I know if I still have time to try to cross or not. Especially on wider roads it's nice not to have to worry about being in the middle when it goes red.


Which standards are you referring to?


https://swov.nl/en/fact-sheet/principles-safe-road-network (national institute for road safety research)

https://crowplatform.com/product/design-manual-for-bicycle-t... (non-profit advisor to the ministry of transport)


They are literally referring to the "Dutch traffic engineering standards" when they say "Dutch traffic engineering standards"


What standards specifically? What is the solution to the problem that Dutch standards provide? Duh


It’s an entire book length of material, but in short, for built up areas drivers are forced through street to design to be higher alert to their surroundings. EX: chicanes in the road, speed tables, brick roads, narrow streets, small/tight turn radius, no turn on red, etc. These all work together to make a system that is amongst the safest in the world for pedestrians, and by happenstance has the happiest drivers.

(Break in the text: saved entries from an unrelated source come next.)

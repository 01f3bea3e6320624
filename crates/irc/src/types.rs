use {
    moltis_channels::message_log::MessageLogEntry,
    serde::{Deserialize, Serialize},
};

use crate::{mention::Mention, protocol::Prefix, scope::EffectiveConfig};

/// Who sent an inbound line.
#[derive(Debug, Clone, PartialEq, Eq, Serialize, Deserialize)]
pub struct IrcSender {
    pub nick: String,
    pub user: Option<String>,
    pub host: Option<String>,
}

impl IrcSender {
    pub fn from_prefix(prefix: &Prefix) -> Self {
        Self {
            nick: prefix.nick.clone(),
            user: prefix.user.clone(),
            host: prefix.host.clone(),
        }
    }

    /// Forms an allowlist entry may match: `nick`, `nick!user@host` and
    /// `user@host`.
    pub fn identities(&self) -> Vec<String> {
        let mut ids = vec![self.nick.clone()];
        if let (Some(user), Some(host)) = (&self.user, &self.host) {
            ids.push(format!("{}!{user}@{host}", self.nick));
            ids.push(format!("{user}@{host}"));
        }
        ids
    }
}

/// A normalized inbound chat message, handed to the agent exactly once.
#[derive(Debug, Clone, PartialEq, Eq, Serialize, Deserialize)]
#[serde(rename_all = "camelCase")]
pub struct IrcInboundMessage {
    pub message_id: String,
    /// Conversation id: channel for groups, sender nick for DMs.
    pub target: String,
    /// Destination as it appeared on the wire (our own nick for DMs).
    #[serde(default, skip_serializing_if = "Option::is_none")]
    pub raw_target: Option<String>,
    pub sender_nick: String,
    #[serde(default, skip_serializing_if = "Option::is_none")]
    pub sender_user: Option<String>,
    #[serde(default, skip_serializing_if = "Option::is_none")]
    pub sender_host: Option<String>,
    pub text: String,
    /// Receipt time, ms since the Unix epoch.
    pub timestamp: i64,
    pub is_group: bool,
}

/// Everything the agent gets alongside a message.
#[derive(Debug, Clone)]
pub struct InboundContext {
    pub account_id: String,
    pub effective: EffectiveConfig,
    /// What addressed the bot, for group messages.
    pub mention: Option<Mention>,
    /// Recent messages from the same conversation, oldest first, bounded by
    /// the scope's history limit.
    pub history: Vec<MessageLogEntry>,
}

/// Result of a one-shot connectivity check.
#[derive(Debug, Clone, PartialEq, Eq, Serialize, Deserialize)]
#[serde(rename_all = "camelCase")]
pub struct IrcProbe {
    pub ok: bool,
    pub host: String,
    pub port: u16,
    pub tls: bool,
    pub nick: String,
    #[serde(default, skip_serializing_if = "Option::is_none")]
    pub latency_ms: Option<u64>,
    #[serde(default, skip_serializing_if = "Option::is_none")]
    pub error: Option<String>,
}
//! Channel plugin system.
//!
//! Each messaging network (IRC, Telegram, ...) implements [`ChannelPlugin`]
//! plus the outbound, streaming and status sub-traits. Access gating helpers,
//! the pairing lookup and the inbound message log are shared here so every
//! channel applies the same policy vocabulary.

pub mod error;
pub mod gating;
pub mod message_log;
pub mod plugin;
pub mod store;

pub use {
    error::{Error, Result},
    plugin::{
        ChannelEvent, ChannelEventSink, ChannelHealthSnapshot, ChannelOutbound, ChannelPlugin,
        ChannelStatus, ChannelStreamOutbound, StreamEvent, StreamReceiver, StreamSender,
        stream_channel,
    },
    message_log::{MemoryMessageLog, MessageLog, MessageLogEntry},
    store::{MemoryPairingStore, NoPairings, PairingStore},
};
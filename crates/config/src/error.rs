use std::path::PathBuf;

use thiserror::Error;

#[derive(Debug, Error)]
pub enum Error {
    #[error("failed to read {path}: {source}")]
    Read {
        path: PathBuf,
        #[source]
        source: std::io::Error,
    },

    #[error(transparent)]
    Toml(#[from] toml::de::Error),

    #[error(transparent)]
    Yaml(#[from] serde_yaml::Error),

    #[error(transparent)]
    Json(#[from] serde_json::Error),

    #[error("unsupported config format: .{0}")]
    UnsupportedFormat(String),
}

pub type Result<T> = std::result::Result<T, Error>;
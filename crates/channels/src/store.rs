use std::{collections::HashSet, sync::RwLock};

/// Lookup of established pairings between senders and the agent.
///
/// Pairing records are created elsewhere (an approval flow, an operator
/// command). Channel plugins only ask whether one exists, so the lookup is
/// synchronous and must not block.
pub trait PairingStore: Send + Sync {
    fn is_paired(&self, channel_type: &str, account_id: &str, peer_id: &str) -> bool;
}

/// Pairing store that never reports a pairing.
#[derive(Debug, Default, Clone, Copy)]
pub struct NoPairings;

impl PairingStore for NoPairings {
    fn is_paired(&self, _channel_type: &str, _account_id: &str, _peer_id: &str) -> bool {
        false
    }
}

/// In-memory pairing store keyed by `(channel_type, account_id, peer_id)`.
///
/// Peer IDs are compared case-insensitively.
#[derive(Debug, Default)]
pub struct MemoryPairingStore {
    pairs: RwLock<HashSet<(String, String, String)>>,
}

impl MemoryPairingStore {
    pub fn new() -> Self {
        Self::default()
    }

    pub fn approve(&self, channel_type: &str, account_id: &str, peer_id: &str) {
        let mut pairs = self.pairs.write().unwrap_or_else(|e| e.into_inner());
        pairs.insert(key(channel_type, account_id, peer_id));
    }

    /// Remove a pairing. Returns `true` if one existed.
    pub fn revoke(&self, channel_type: &str, account_id: &str, peer_id: &str) -> bool {
        let mut pairs = self.pairs.write().unwrap_or_else(|e| e.into_inner());
        pairs.remove(&key(channel_type, account_id, peer_id))
    }
}

impl PairingStore for MemoryPairingStore {
    fn is_paired(&self, channel_type: &str, account_id: &str, peer_id: &str) -> bool {
        let pairs = self.pairs.read().unwrap_or_else(|e| e.into_inner());
        pairs.contains(&key(channel_type, account_id, peer_id))
    }
}

fn key(channel_type: &str, account_id: &str, peer_id: &str) -> (String, String, String) {
    (
        channel_type.to_string(),
        account_id.to_string(),
        peer_id.to_lowercase(),
    )
}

Also, bike traffic and vehicle through traffic are separated on different networks, so a conflicts are minimized.


Which requires a long and detailed answer that can be found by simply googling "Dutch traffic engineering standards" which leads you to an entire wealth of information.


The hard problem isn’t figuring out what to do. Its to get people on board with shifting from a like for like infrastructure development model where the roads and built environment look more or less the same for decades, to a potential status quo changing model of infrastructure development. If you can solve that fundamental issue, traffic is just a footnote of the long list of problems you also solve on our planet.


To clarify, aren't these standards mostly relevant where heavy bicycle traffic exists? Do they still apply in areas with little to no bicycle traffic? I'm assuming you're mostly referring to this famous manual: https://en.wikipedia.org/wiki/CROW_Design_Manual_for_Bicycle...


There is no bicycle traffic because there are no bicycle roads. It's incorrect to claim that we shouldn't build bicycle roads because there's no bicycle traffic :)


A similar concept would be to only build airports where there's lots of planes landing.


Or arguing that a bridge shouldn't be built because people don't regularly swim across.